Florida’s first lightning-related death of the year happened on the rain-swollen Blackwater River in Milton as the atmosphere trembled and detonated, unleashing a thunderstorm that ended the life of an 18-year-old man.
Michael Aidan Vargas, who went by Aidan and was a passionate angler, was kayaking near Milton on May 31 when witnesses, including Vargas’ father, said they saw him get struck around noon and fall into the water. He didn’t surface.
A desperate search of the current-tugged waterway began with the Florida Fish and Wildlife Conservation Commission taking the lead.
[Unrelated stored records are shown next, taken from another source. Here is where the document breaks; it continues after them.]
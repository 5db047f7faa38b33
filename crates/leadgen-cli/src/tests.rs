use super::*;

#[test]
fn parses_search_with_defaults() {
    let cli = Cli::try_parse_from([
        "leadgen-cli",
        "search",
        "--niche",
        "Plumber",
        "--location",
        "Austin, TX",
    ])
    .expect("expected valid cli args");

    assert!(matches!(
        cli.command,
        Commands::Search {
            ref niche,
            ref location,
            count: 10,
            output: None,
            no_history: false,
        } if niche == "Plumber" && location == "Austin, TX"
    ));
}

#[test]
fn parses_search_with_output_and_no_history() {
    let cli = Cli::try_parse_from([
        "leadgen-cli",
        "search",
        "--niche",
        "Dentist",
        "--location",
        "Denver",
        "--count",
        "50",
        "--output",
        "out.csv",
        "--no-history",
    ])
    .unwrap();

    assert!(matches!(
        cli.command,
        Commands::Search {
            count: 50,
            output: Some(ref path),
            no_history: true,
            ..
        } if path == std::path::Path::new("out.csv")
    ));
}

#[test]
fn search_requires_niche_and_location() {
    assert!(Cli::try_parse_from(["leadgen-cli", "search", "--niche", "Plumber"]).is_err());
}

#[test]
fn parses_pitch_with_service() {
    let cli = Cli::try_parse_from(["leadgen-cli", "pitch", "abc", "3", "--service", "care"])
        .unwrap();

    assert!(matches!(
        cli.command,
        Commands::Pitch {
            ref id,
            lead: 3,
            service: Some(ServiceId::Care),
        } if id == "abc"
    ));
}

#[test]
fn pitch_rejects_unknown_service() {
    let result = Cli::try_parse_from(["leadgen-cli", "pitch", "abc", "1", "--service", "seo"]);
    assert!(result.is_err());
}

#[test]
fn parses_export_without_output() {
    let cli = Cli::try_parse_from(["leadgen-cli", "export", "abc"]).unwrap();
    assert!(matches!(
        cli.command,
        Commands::Export { ref id, output: None } if id == "abc"
    ));
}

#[test]
fn parses_history_subcommands() {
    let cli = Cli::try_parse_from(["leadgen-cli", "history", "list"]).unwrap();
    assert!(matches!(
        cli.command,
        Commands::History {
            command: HistoryCommands::List
        }
    ));

    let cli = Cli::try_parse_from(["leadgen-cli", "history", "show", "abc", "--filter", "main"])
        .unwrap();
    assert!(matches!(
        cli.command,
        Commands::History {
            command: HistoryCommands::Show { ref id, filter: Some(ref f) }
        } if id == "abc" && f == "main"
    ));

    let cli = Cli::try_parse_from(["leadgen-cli", "history", "clear"]).unwrap();
    assert!(matches!(
        cli.command,
        Commands::History {
            command: HistoryCommands::Clear
        }
    ));
}

#[test]
fn parses_settings_set() {
    let cli = Cli::try_parse_from([
        "leadgen-cli",
        "settings",
        "set",
        "--openai-key",
        "sk-test",
        "--pitch-model",
        "openai",
    ])
    .unwrap();

    assert!(matches!(
        cli.command,
        Commands::Settings {
            command: SettingsCommands::Set {
                gemini_key: None,
                openai_key: Some(ref key),
                pitch_model: Some(PitchModel::OpenAi),
                ..
            }
        } if key == "sk-test"
    ));
}

#[test]
fn settings_rejects_unknown_pitch_model() {
    let result = Cli::try_parse_from(["leadgen-cli", "settings", "set", "--pitch-model", "llama"]);
    assert!(result.is_err());
}

#[test]
fn parses_services() {
    let cli = Cli::try_parse_from(["leadgen-cli", "services"]).unwrap();
    assert!(matches!(cli.command, Commands::Services));
}

#[test]
fn missing_command_is_an_error() {
    assert!(Cli::try_parse_from(["leadgen-cli"]).is_err());
}
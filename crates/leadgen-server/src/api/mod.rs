mod history;
mod leads;
mod pitch;
mod services;
mod settings;

use std::sync::Arc;

use axum::{
    extract::State,
    http::{header, HeaderName, Method, StatusCode},
    response::IntoResponse,
    routing::{get, post},
    Extension, Json, Router,
};
use chrono::{DateTime, Utc};
use leadgen_core::{
    AppConfig, AppSettings, CoreError, KeyValueStore, SearchHistory, ServiceCatalog, StoreError,
};
use leadgen_extract::{ExtractionError, GeminiClient, PitchClients, ProviderError};
use serde::Serialize;
use tokio::sync::Mutex;
use tower::ServiceBuilder;
use tower_http::cors::CorsLayer;

use crate::middleware::{request_id, RequestId};

#[derive(Clone)]
pub struct AppState {
    pub config: Arc<AppConfig>,
    pub store: Arc<dyn KeyValueStore>,
    pub catalog: Arc<ServiceCatalog>,
    pub gemini: Arc<GeminiClient>,
    pub pitch: Arc<PitchClients>,
    /// Serializes read-modify-write cycles on the persisted history.
    history_lock: Arc<Mutex<()>>,
}

impl AppState {
    /// # Errors
    ///
    /// Returns [`ProviderError::Http`] if a provider HTTP client cannot be
    /// built.
    pub fn new(
        config: Arc<AppConfig>,
        store: Arc<dyn KeyValueStore>,
        catalog: ServiceCatalog,
    ) -> Result<Self, ProviderError> {
        let gemini = GeminiClient::from_config(&config)?;
        let pitch = PitchClients::from_config(&config)?;
        Ok(Self {
            config,
            store,
            catalog: Arc::new(catalog),
            gemini: Arc::new(gemini),
            pitch: Arc::new(pitch),
            history_lock: Arc::new(Mutex::new(())),
        })
    }

    pub(super) fn settings(&self) -> Result<AppSettings, StoreError> {
        AppSettings::load(self.store.as_ref(), self.config.default_settings())
    }

    pub(super) fn history(&self) -> Result<SearchHistory, StoreError> {
        SearchHistory::load(self.store.as_ref(), self.config.history_limit)
    }
}

#[derive(Debug, Serialize)]
pub struct ApiResponse<T: Serialize> {
    pub data: T,
    pub meta: ResponseMeta,
}

#[derive(Debug, Serialize)]
pub struct ResponseMeta {
    pub request_id: String,
    pub timestamp: DateTime<Utc>,
}

#[derive(Debug, Serialize)]
pub struct ApiError {
    pub error: ErrorBody,
    pub meta: ResponseMeta,
}

#[derive(Debug, Serialize)]
pub struct ErrorBody {
    pub code: String,
    pub message: String,
}

#[derive(Debug, Serialize, PartialEq, Eq)]
struct HealthData {
    status: &'static str,
    services: usize,
}

impl ResponseMeta {
    pub(super) fn new(request_id: String) -> Self {
        Self {
            request_id,
            timestamp: Utc::now(),
        }
    }
}

impl<T: Serialize> ApiResponse<T> {
    pub(super) fn new(request_id: String, data: T) -> Json<Self> {
        Json(Self {
            data,
            meta: ResponseMeta::new(request_id),
        })
    }
}

impl ApiError {
    pub fn new(
        request_id: impl Into<String>,
        code: impl Into<String>,
        message: impl Into<String>,
    ) -> Self {
        Self {
            error: ErrorBody {
                code: code.into(),
                message: message.into(),
            },
            meta: ResponseMeta::new(request_id.into()),
        }
    }
}

impl IntoResponse for ApiError {
    fn into_response(self) -> axum::response::Response {
        let status = match self.error.code.as_str() {
            "not_found" => StatusCode::NOT_FOUND,
            "missing_credential" | "invalid_credential" => StatusCode::UNAUTHORIZED,
            "bad_request" | "validation_error" => StatusCode::BAD_REQUEST,
            "provider_overloaded" => StatusCode::SERVICE_UNAVAILABLE,
            "empty_response" | "malformed_response" => StatusCode::BAD_GATEWAY,
            _ => StatusCode::INTERNAL_SERVER_ERROR,
        };
        (status, Json(self)).into_response()
    }
}

/// Caller-facing extraction failures keep their code and message.
pub(super) fn map_extraction_error(request_id: String, error: &ExtractionError) -> ApiError {
    ApiError::new(request_id, error.code(), error.to_string())
}

pub(super) fn map_store_error(request_id: String, error: &StoreError) -> ApiError {
    tracing::error!(error = %error, "storage operation failed");
    ApiError::new(request_id, "internal_error", "storage operation failed")
}

pub(super) fn map_core_error(request_id: String, error: &CoreError) -> ApiError {
    ApiError::new(request_id, "validation_error", error.to_string())
}

fn build_cors() -> CorsLayer {
    CorsLayer::new()
        .allow_origin(tower_http::cors::Any)
        .allow_methods([Method::GET, Method::POST, Method::PUT, Method::DELETE])
        .allow_headers([header::CONTENT_TYPE, HeaderName::from_static("x-request-id")])
        .expose_headers([
            header::CONTENT_DISPOSITION,
            HeaderName::from_static("x-request-id"),
        ])
}

pub fn build_app(state: AppState) -> Router {
    Router::new()
        .route("/api/v1/health", get(health))
        .route("/api/v1/services", get(services::list_services))
        .route("/api/v1/leads/search", post(leads::search_leads))
        .route("/api/v1/leads/export", post(leads::export_leads))
        .route("/api/v1/pitch", post(pitch::generate_pitch))
        .route(
            "/api/v1/history",
            get(history::list_history).delete(history::clear_history),
        )
        .route("/api/v1/history/{id}", get(history::get_history_item))
        .route(
            "/api/v1/settings",
            get(settings::get_settings).put(settings::update_settings),
        )
        .layer(
            ServiceBuilder::new()
                .layer(build_cors())
                .layer(axum::middleware::from_fn(request_id)),
        )
        .with_state(state)
}

async fn health(
    State(state): State<AppState>,
    Extension(req_id): Extension<RequestId>,
) -> impl IntoResponse {
    ApiResponse::new(
        req_id.0,
        HealthData {
            status: "ok",
            services: state.catalog.services.len(),
        },
    )
}
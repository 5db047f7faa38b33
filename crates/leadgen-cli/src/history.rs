use clap::Subcommand;
use leadgen_core::Lead;

use crate::context::CliContext;
use crate::leads::{find_item, print_leads, truncate};

/// Sub-commands available under `history`.
#[derive(Debug, Subcommand)]
pub enum HistoryCommands {
    /// List recent searches, newest first
    List,
    /// Show the leads of one search
    Show {
        id: String,
        /// Only show leads whose name or address contains this text
        #[arg(long)]
        filter: Option<String>,
    },
    /// Delete all saved searches
    Clear,
}

pub(crate) fn run(ctx: &CliContext, command: HistoryCommands) -> anyhow::Result<()> {
    match command {
        HistoryCommands::List => run_history_list(ctx),
        HistoryCommands::Show { id, filter } => run_history_show(ctx, &id, filter.as_deref()),
        HistoryCommands::Clear => run_history_clear(ctx),
    }
}

fn run_history_list(ctx: &CliContext) -> anyhow::Result<()> {
    let history = ctx.history()?;
    if history.is_empty() {
        println!("no saved searches; run `search` first");
        return Ok(());
    }

    println!(
        "{:<38}{:<18}{:<22}{:<26}LEADS",
        "ID", "DATE", "NICHE", "LOCATION"
    );
    for item in history.items() {
        println!(
            "{:<38}{:<18}{:<22}{:<26}{}",
            item.id,
            item.created_at.format("%Y-%m-%d %H:%M").to_string(),
            truncate(&item.params.niche, 20),
            truncate(&item.params.location, 24),
            item.leads.len()
        );
    }
    Ok(())
}

fn run_history_show(ctx: &CliContext, id: &str, filter: Option<&str>) -> anyhow::Result<()> {
    let history = ctx.history()?;
    let item = find_item(history.items(), id)?;

    println!(
        "{} in {} ({} lead(s), {})\n",
        item.params.niche,
        item.params.location,
        item.leads.len(),
        item.created_at.format("%Y-%m-%d %H:%M UTC")
    );

    let matches = numbered_matches(&item.leads, filter.unwrap_or_default());
    if matches.is_empty() {
        println!("no leads match");
        return Ok(());
    }

    print_leads(matches);
    Ok(())
}

/// Leads matching `query`, paired with their index in the full list so the
/// printed numbers still line up with `pitch <id> <n>`.
fn numbered_matches<'a>(leads: &'a [Lead], query: &str) -> Vec<(usize, &'a Lead)> {
    leads
        .iter()
        .enumerate()
        .filter(|(_, lead)| lead.matches(query))
        .collect()
}

fn run_history_clear(ctx: &CliContext) -> anyhow::Result<()> {
    let mut history = ctx.history()?;
    let removed = history.len();
    history.clear();
    history.save(&ctx.store)?;
    println!("cleared {removed} saved search(es)");
    Ok(())
}

#[cfg(test)]
mod tests {
    use leadgen_core::ServiceId;

    use super::*;

    fn lead(name: &str, address: &str) -> Lead {
        Lead {
            name: name.to_string(),
            phone: "N/A".to_string(),
            website: String::new(),
            email: String::new(),
            instagram: String::new(),
            linkedin: String::new(),
            rating: 0.0,
            review_count: 0,
            address: address.to_string(),
            maps_link: String::new(),
            business_type: "Plumber".to_string(),
            recommended_service: ServiceId::Build,
        }
    }

    #[test]
    fn numbered_matches_keep_original_positions() {
        let leads = vec![
            lead("Joe's Plumbing", "123 Main St, Austin"),
            lead("Drain Kings", "9 Oak Ave, Round Rock"),
            lead("Main Line Pipes", "4 Elm St, Austin"),
        ];

        let hits: Vec<(usize, &str)> = numbered_matches(&leads, "main")
            .into_iter()
            .map(|(i, lead)| (i, lead.name.as_str()))
            .collect();
        assert_eq!(hits, [(0, "Joe's Plumbing"), (2, "Main Line Pipes")]);

        assert_eq!(numbered_matches(&leads, "").len(), 3);
        assert!(numbered_matches(&leads, "dallas").is_empty());
    }
}
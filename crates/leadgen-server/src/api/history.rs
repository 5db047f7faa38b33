use axum::{
    extract::{Path, Query, State},
    Extension, Json,
};
use chrono::{DateTime, Utc};
use leadgen_core::{filter_leads, HistoryItem};
use serde::{Deserialize, Serialize};

use crate::middleware::RequestId;

use super::{map_store_error, ApiError, ApiResponse, AppState};

#[derive(Debug, Serialize)]
pub(super) struct HistorySummary {
    id: String,
    created_at: DateTime<Utc>,
    niche: String,
    location: String,
    count: u32,
    lead_count: usize,
}

#[derive(Debug, Deserialize)]
pub(super) struct HistoryQuery {
    /// Case-insensitive match on lead name or address.
    pub filter: Option<String>,
}

#[derive(Debug, Serialize)]
pub(super) struct ClearedHistory {
    cleared: usize,
}

pub(super) async fn list_history(
    State(state): State<AppState>,
    Extension(req_id): Extension<RequestId>,
) -> Result<Json<ApiResponse<Vec<HistorySummary>>>, ApiError> {
    let history = state
        .history()
        .map_err(|e| map_store_error(req_id.0.clone(), &e))?;

    let data = history
        .items()
        .iter()
        .map(|item| HistorySummary {
            id: item.id.clone(),
            created_at: item.created_at,
            niche: item.params.niche.clone(),
            location: item.params.location.clone(),
            count: item.params.count,
            lead_count: item.leads.len(),
        })
        .collect();

    Ok(ApiResponse::new(req_id.0, data))
}

pub(super) async fn get_history_item(
    State(state): State<AppState>,
    Extension(req_id): Extension<RequestId>,
    Path(id): Path<String>,
    Query(query): Query<HistoryQuery>,
) -> Result<Json<ApiResponse<HistoryItem>>, ApiError> {
    let history = state
        .history()
        .map_err(|e| map_store_error(req_id.0.clone(), &e))?;

    let Some(item) = history.find(&id) else {
        return Err(ApiError::new(
            req_id.0,
            "not_found",
            "history item not found",
        ));
    };

    let mut item = item.clone();
    if let Some(filter) = query.filter.as_deref() {
        item.leads = filter_leads(&item.leads, filter)
            .into_iter()
            .cloned()
            .collect();
    }

    Ok(ApiResponse::new(req_id.0, item))
}

pub(super) async fn clear_history(
    State(state): State<AppState>,
    Extension(req_id): Extension<RequestId>,
) -> Result<Json<ApiResponse<ClearedHistory>>, ApiError> {
    let _guard = state.history_lock.lock().await;
    let mut history = state
        .history()
        .map_err(|e| map_store_error(req_id.0.clone(), &e))?;

    let cleared = history.len();
    history.clear();
    history
        .save(state.store.as_ref())
        .map_err(|e| map_store_error(req_id.0.clone(), &e))?;
    tracing::info!(cleared, "history cleared");

    Ok(ApiResponse::new(req_id.0, ClearedHistory { cleared }))
}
“I heard a very large lightning strike, so loud that it was ear piercing and scared me,” said Steven Sanders, who said he was at the river near where the strike occurred. “Like 20 minutes go by and I see 10 to 15 cops walking the shore and some went by on a boat. They let us know there was a lightning strike and didn’t say much else.”
Where does Florida rank in lightning deaths?
While raucous thunderstorms happen year-round in the Sunshine State, especially in the Panhandle where descending cold fronts are a more regular occurrence, summer is one of the more perilous seasons meteorologically.
Florida leads the nation in lightning deaths with 100 reported since 2006, according to the National Lightning Safety Council. Last year, four people suffered lightning-related fatalities in Florida between June 14 and Sept 22. They died at the beach, while fishing, and on a hunting trip.
The year before, six people died in Florida after lightning strikes. All but one happened between June and mid-September as people sat under a tree in s park, swam at the beach and rode bikes through a neighborhood.
“A good percentage of lightning injuries are associated with leisure activities, particularly boating, fishing and golfing, all of which are popularly in summer,” said Emily Powell, assistant state climatologist at the Florida Climate Center.
In 2018, the National Weather Service in Miami announced fixed dates for the rainy season of May 15 to Oct. 15 in South Florida. Similar to the June 1 start date for hurricane season, meteorologists said set dates may highlight the summer dangers of flooding, tornadoes, severe thunderstorms and lightning.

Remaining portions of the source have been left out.